Les ambassades, mauvais employeurs ?
La nouvelle loi belge qui vise à améliorer le sort du personnel local des missions diplomatiques a provoqué une levée de boucliers des principales ambassades. Enquête sur les conditions de travail de ces quelque 10 000 travailleurs qui assistent les diplomates en poste à Bruxelles.
Qui dit ambassade dit privilèges et immunités, réceptions et autres mondanités. Mais cette vitrine chatoyante dissimule une réalité moins rose, peu connue du grand public. Nous avons recueilli, au sein de grandes ambassades et représentations permanentes à Bruxelles, des témoignages sur les conditions de travail du personnel recruté localement par ces missions diplomatiques. Des conditions moins enviables qu’on ne l’imagine. Quelques cas parmi d’autres (les prénoms des personnes citées ont été modifiés pour rendre les témoignages anonymes) : Karine a travaillé à temps plein au sein de la représentation permanente d’un pays méditerranéen auprès de l’Union européenne. Sa paie était inférieure au salaire minimum interprofessionnel belge. Geert, conseiller économique dans une ambassade européenne pendant trente ans, n’a jamais obtenu d’indexation de salaire et ses demandes de crédit-temps ont été refusées. Son employeur invoque l’immunité diplomatique en cas de litige avec le personnel. Originaire d’Afrique centrale, Gaétan, chauffeur de diplomate, travaille jusqu’à cinquante heures par semaine, sans récupérations ni sursalaire. Une flexibilité totale lui est imposée : il est rappelé les week-ends, les jours fériés, la nuit et pendant ses congés quand son employeur pense avoir besoin de lui. Majordome affecté à la résidence du représentant permanent auprès de l’Otan d’un pays du sud de l’Europe, Bastien a des ennuis avec son employeur depuis qu’il lui a demandé de formaliser son horaire, pour prester 38 heures par semaine. Patricia, domestique philippine d’un ambassadeur scandinave, s’est blessée au dos durant son service à la résidence du diplomate. Frappée d’une incapacité de travail de deux ans, elle a été licenciée sur-le-champ…
L’immunité juridique des missions diplomatiques rend le phénomène moins détectable.
» Avoir un job dans une ambassade peut faire rêver, mais derrière les murs se cachent souvent, pour le staff engagé localement, des conditions de travail peu conformes à la législation sociale belge « , assure Sylvie, juriste dans une mission diplomatique asiatique. Une réalité reconnue par l’administration belge : » Force est de constater que les Etats accréditants et les diplomates qu’ils envoient éprouvent parfois des difficultés à assimiler la notion de protection sociale « , relève le Service public fédéral Emploi dans une brochure destinée à responsabiliser les ambassades, représentations permanentes, postes consulaires et autres organisations internationales.
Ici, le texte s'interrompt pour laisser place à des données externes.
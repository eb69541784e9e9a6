//! Cluster reader backed by the Kubernetes API server.

use super::{
    render_label_selector, ClusterError, ClusterReader, PodObservation, PodPhase,
    ServiceDescriptor,
};
use async_trait::async_trait;
use k8s_openapi::api::core::v1::{Pod, Service};
use kube::api::{Api, ListParams};
use kube::config::{KubeConfigOptions, Kubeconfig};
use kube::{Client, Config};
use std::collections::BTreeMap;
use std::path::PathBuf;

/// Environment variable naming an out-of-cluster kubeconfig file.
pub const KUBECONFIG_ENV: &str = "KUBECONFIG";

/// Builds a client from the standard credential sources.
///
/// `KUBECONFIG` wins when set. Otherwise the in-cluster service account is
/// tried, then `~/.kube/config`.
pub async fn connect() -> Result<KubeClusterReader, ClusterError> {
    let kubeconfig = std::env::var_os(KUBECONFIG_ENV)
        .filter(|path| !path.is_empty())
        .map(PathBuf::from);
    connect_with(kubeconfig).await
}

/// Builds a client from an explicit kubeconfig path, or from the in-cluster
/// and home-directory fallbacks when `kubeconfig` is `None`.
pub async fn connect_with(kubeconfig: Option<PathBuf>) -> Result<KubeClusterReader, ClusterError> {
    let config = match kubeconfig {
        Some(path) => {
            tracing::info!(path = %path.display(), "Using kubeconfig from {KUBECONFIG_ENV}");
            let kubeconfig = Kubeconfig::read_from(&path)
                .map_err(|e| ClusterError::Config(format!("{}: {e}", path.display())))?;
            from_kubeconfig(kubeconfig).await?
        }
        None => match Config::incluster() {
            Ok(config) => {
                tracing::info!("Using in-cluster configuration");
                config
            }
            Err(in_cluster) => {
                tracing::debug!(error = %in_cluster, "In-cluster configuration unavailable");
                let kubeconfig = Kubeconfig::read().map_err(|e| {
                    ClusterError::Config(format!(
                        "not running in a cluster ({in_cluster}) and no kubeconfig found ({e})"
                    ))
                })?;
                tracing::info!("Using kubeconfig from home directory");
                from_kubeconfig(kubeconfig).await?
            }
        },
    };

    let client = Client::try_from(config)?;
    Ok(KubeClusterReader::new(client))
}

async fn from_kubeconfig(kubeconfig: Kubeconfig) -> Result<Config, ClusterError> {
    Config::from_custom_kubeconfig(kubeconfig, &KubeConfigOptions::default())
        .await
        .map_err(|e| ClusterError::Config(e.to_string()))
}

/// [`ClusterReader`] issuing list calls through a [`kube::Client`].
#[derive(Clone)]
pub struct KubeClusterReader {
    client: Client,
}

impl KubeClusterReader {
    /// Wraps an already configured client.
    pub fn new(client: Client) -> Self {
        Self { client }
    }
}

#[async_trait]
impl ClusterReader for KubeClusterReader {
    async fn list_services(&self) -> Result<Vec<ServiceDescriptor>, ClusterError> {
        let services: Api<Service> = Api::all(self.client.clone());
        let list = services.list(&ListParams::default()).await?;
        Ok(list.items.into_iter().filter_map(service_descriptor).collect())
    }

    async fn list_pods(
        &self,
        namespace: &str,
        selector: &BTreeMap<String, String>,
    ) -> Result<Vec<PodObservation>, ClusterError> {
        let pods: Api<Pod> = Api::namespaced(self.client.clone(), namespace);
        let params = ListParams::default().labels(&render_label_selector(selector));
        let list = pods.list(&params).await?;
        Ok(list
            .items
            .into_iter()
            .map(|pod| pod_observation(pod, namespace))
            .collect())
    }
}

fn service_descriptor(service: Service) -> Option<ServiceDescriptor> {
    let (Some(name), Some(namespace)) = (service.metadata.name, service.metadata.namespace) else {
        tracing::debug!("Skipping service without name or namespace");
        return None;
    };
    let selector = service
        .spec
        .and_then(|spec| spec.selector)
        .unwrap_or_default();
    Some(ServiceDescriptor {
        name,
        namespace,
        selector,
    })
}

fn pod_observation(pod: Pod, namespace: &str) -> PodObservation {
    let phase = pod
        .status
        .and_then(|status| status.phase)
        .map(|phase| PodPhase::from(phase.as_str()))
        .unwrap_or(PodPhase::Unknown);
    PodObservation {
        namespace: pod.metadata.namespace.unwrap_or_else(|| namespace.to_string()),
        phase,
    }
}

#[cfg(test)]
mod tests {
    use super::*;
    use k8s_openapi::api::core::v1::{PodStatus, ServiceSpec};
    use k8s_openapi::apimachinery::pkg::apis::meta::v1::ObjectMeta;

    fn service(name: Option<&str>, selector: Option<BTreeMap<String, String>>) -> Service {
        Service {
            metadata: ObjectMeta {
                name: name.map(str::to_string),
                namespace: Some("default".to_string()),
                ..ObjectMeta::default()
            },
            spec: Some(ServiceSpec {
                selector,
                ..ServiceSpec::default()
            }),
            ..Service::default()
        }
    }

    #[test]
    fn test_service_descriptor_keeps_selector() {
        let selector = BTreeMap::from([("app".to_string(), "web".to_string())]);
        let descriptor = service_descriptor(service(Some("web"), Some(selector.clone()))).unwrap();
        assert_eq!(descriptor, ServiceDescriptor::new("web", "default", selector));
    }

    #[test]
    fn test_service_descriptor_missing_selector_is_empty() {
        let descriptor = service_descriptor(service(Some("batch"), None)).unwrap();
        assert!(!descriptor.has_selector());
    }

    #[test]
    fn test_service_descriptor_requires_name() {
        assert!(service_descriptor(service(None, None)).is_none());
    }

    #[test]
    fn test_pod_observation_phase() {
        let pod = Pod {
            status: Some(PodStatus {
                phase: Some("Running".to_string()),
                ..PodStatus::default()
            }),
            ..Pod::default()
        };
        let observation = pod_observation(pod, "default");
        assert!(observation.is_running());
        assert_eq!(observation.namespace, "default");

        let observation = pod_observation(Pod::default(), "default");
        assert_eq!(observation.phase, PodPhase::Unknown);
    }

    #[tokio::test]
    async fn test_connect_with_missing_kubeconfig() {
        let result = connect_with(Some(PathBuf::from("/nonexistent/kubeconfig"))).await;
        assert!(matches!(result, Err(ClusterError::Config(_))));
    }
}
Profil d’une communauté méconnue
Mais qui sont ces personnes recrutées sur le marché de l’emploi belge pour assister les diplomates ? Il n’y a pas de profil type, car cette communauté est très diversifiée : elle compte des ressortissants belges et des résidents permanents, des détenteurs de diplômes universitaires et des sous-scolarisés. Ces travailleurs exercent des tâches essentielles au bon fonctionnement de la mission diplomatique : administration, comptabilité, traduction, transport, sécurité… Mais ils ne bénéficient pas des privilèges liés à l’immunité diplomatique. Ils peuvent être juristes, interprètes, conseillers économiques, secrétaires, réceptionnistes, agents d’accueil, techniciens, cuisiniers, domestiques, chauffeurs, messagers… Ils assurent la continuité de la mission diplomatique, tandis que les diplomates, en mission, restent rarement sur place plus de trois ou quatre années. Certaines grandes ambassades comptent plusieurs centaines de travailleurs locaux, alors que celles de petits pays en ont moins de dix. Leur nombre total est difficile à évaluer, d’autant qu’une partie de ce personnel est inconnue de l’ONSS. Selon le SPF Emploi, » plus de 8 000 personnes sont occupées dans 303 missions diplomatiques et postes consulaires de Belgique « . Les syndicats, eux, évaluent à près de 15 000 le nombre total de ces travailleurs. Si le chiffre est élevé, c’est parce que la capitale belge est la deuxième ville, après Washington, où résident le plus grand nombre de missions diplomatiques.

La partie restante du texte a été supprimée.